Auch die Ministerpräsidenten Hendrik Wüst aus NRW und Daniel Günther aus Schleswig-Holstein wirkten nicht gerade begeistert. Wüst hatte nach dem gemeinsam mit der AfD beschlossenen Antrag gesagt, er sei fest davon überzeugt, die Parteien der Mitte müssten die Probleme Deutschlands lösen.

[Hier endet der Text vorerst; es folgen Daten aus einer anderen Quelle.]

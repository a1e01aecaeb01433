//! Timeout/fallback racing for slow dependencies.
//!
//! The home screen must never wait on a slow external provider, so remote
//! fetches are raced against a timer. Losing the race abandons the wait
//! (the future is dropped, not cancelled mid-protocol) and the caller
//! proceeds with the fallback value.

use std::future::Future;
use std::time::Duration;

/// Resolve to the future's output, or to `fallback` if `budget` elapses
/// first.
pub async fn with_fallback<T, F>(future: F, budget: Duration, fallback: T) -> T
where
    F: Future<Output = T>,
{
    match tokio::time::timeout(budget, future).await {
        Ok(value) => value,
        Err(_) => {
            log::debug!("Fetch exceeded its {:?} budget; using fallback", budget);
            fallback
        }
    }
}
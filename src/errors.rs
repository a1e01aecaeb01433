use serde::Serialize;
use thiserror::Error;

/// Top-level application errors: configuration loading and engine wiring.
///
/// Remote-call failures never surface here; they are handled inside the
/// TVDB pipeline (`TvdbError`) and the discovery engine.
#[derive(Debug, Error, Serialize)]
#[serde(tag = "type", content = "message")]
pub enum AppError {
    #[error("File system error: {0}")]
    FileSystem(String),

    #[error("Configuration error: {0}")]
    Config(String),
}

impl From<std::io::Error> for AppError {
    fn from(e: std::io::Error) -> Self {
        AppError::FileSystem(e.to_string())
    }
}

impl From<serde_json::Error> for AppError {
    fn from(e: serde_json::Error) -> Self {
        AppError::Config(format!("Serialization error: {}", e))
    }
}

Günther sagte, das Zustrombegrenzungsgesetz sei in der Sache richtig. "Bei aller Erleichterung darüber, dass es heute keinen Beschluss gegeben hat, der sich auf die Stimmen der AfD stützt: Für mich steht die Enttäuschung im Mittelpunkt, dass es den demokratischen Parteien nicht gelungen ist, zu einer gemeinsamen Lösung zu kommen. Das wäre ein gutes und wichtiges Zeichen gewesen." Beiden wäre es also lieber gewesen, gemeinsam mit SPD oder Grünen etwas zu beschließen. Wüst und Günther führen schwarz-grüne Regierungen.
Dann war da natürlich noch die Intervention Angela Merkels. Sie erklärte es für "falsch", gemeinsam mit der AfD Mehrheiten zu bilden. Eine Rebellion löste sie damit nicht aus. Drei Wochen vor der Wahl will niemand in der Partei den Kanzlerkandidaten durch allzu lauten Widerspruch beschädigen. Aber wer jahrelang glaubte, mit der AfD werde nicht zusammengearbeitet und es würden auch keine gemeinsamen Mehrheiten gesucht, muss sich zumindest wundern.
Leicht ist die Lage für die CDU nicht. Hunderttausende demonstrieren in ganz Deutschland gegen eine Zusammenarbeit mit der AfD. Merz wird so dargestellt, als habe er sich aus der Mitte verabschiedet und liege schon halb in den Armen der AfD. Das empört viele CDU-Delegierte. Sie wissen, jetzt ist Rückendeckung für ihren Kandidaten gefragt. Das erhoffte "Signal" werden sie ihm an diesem Montag liefern. Weil Merz es nach dieser Woche braucht.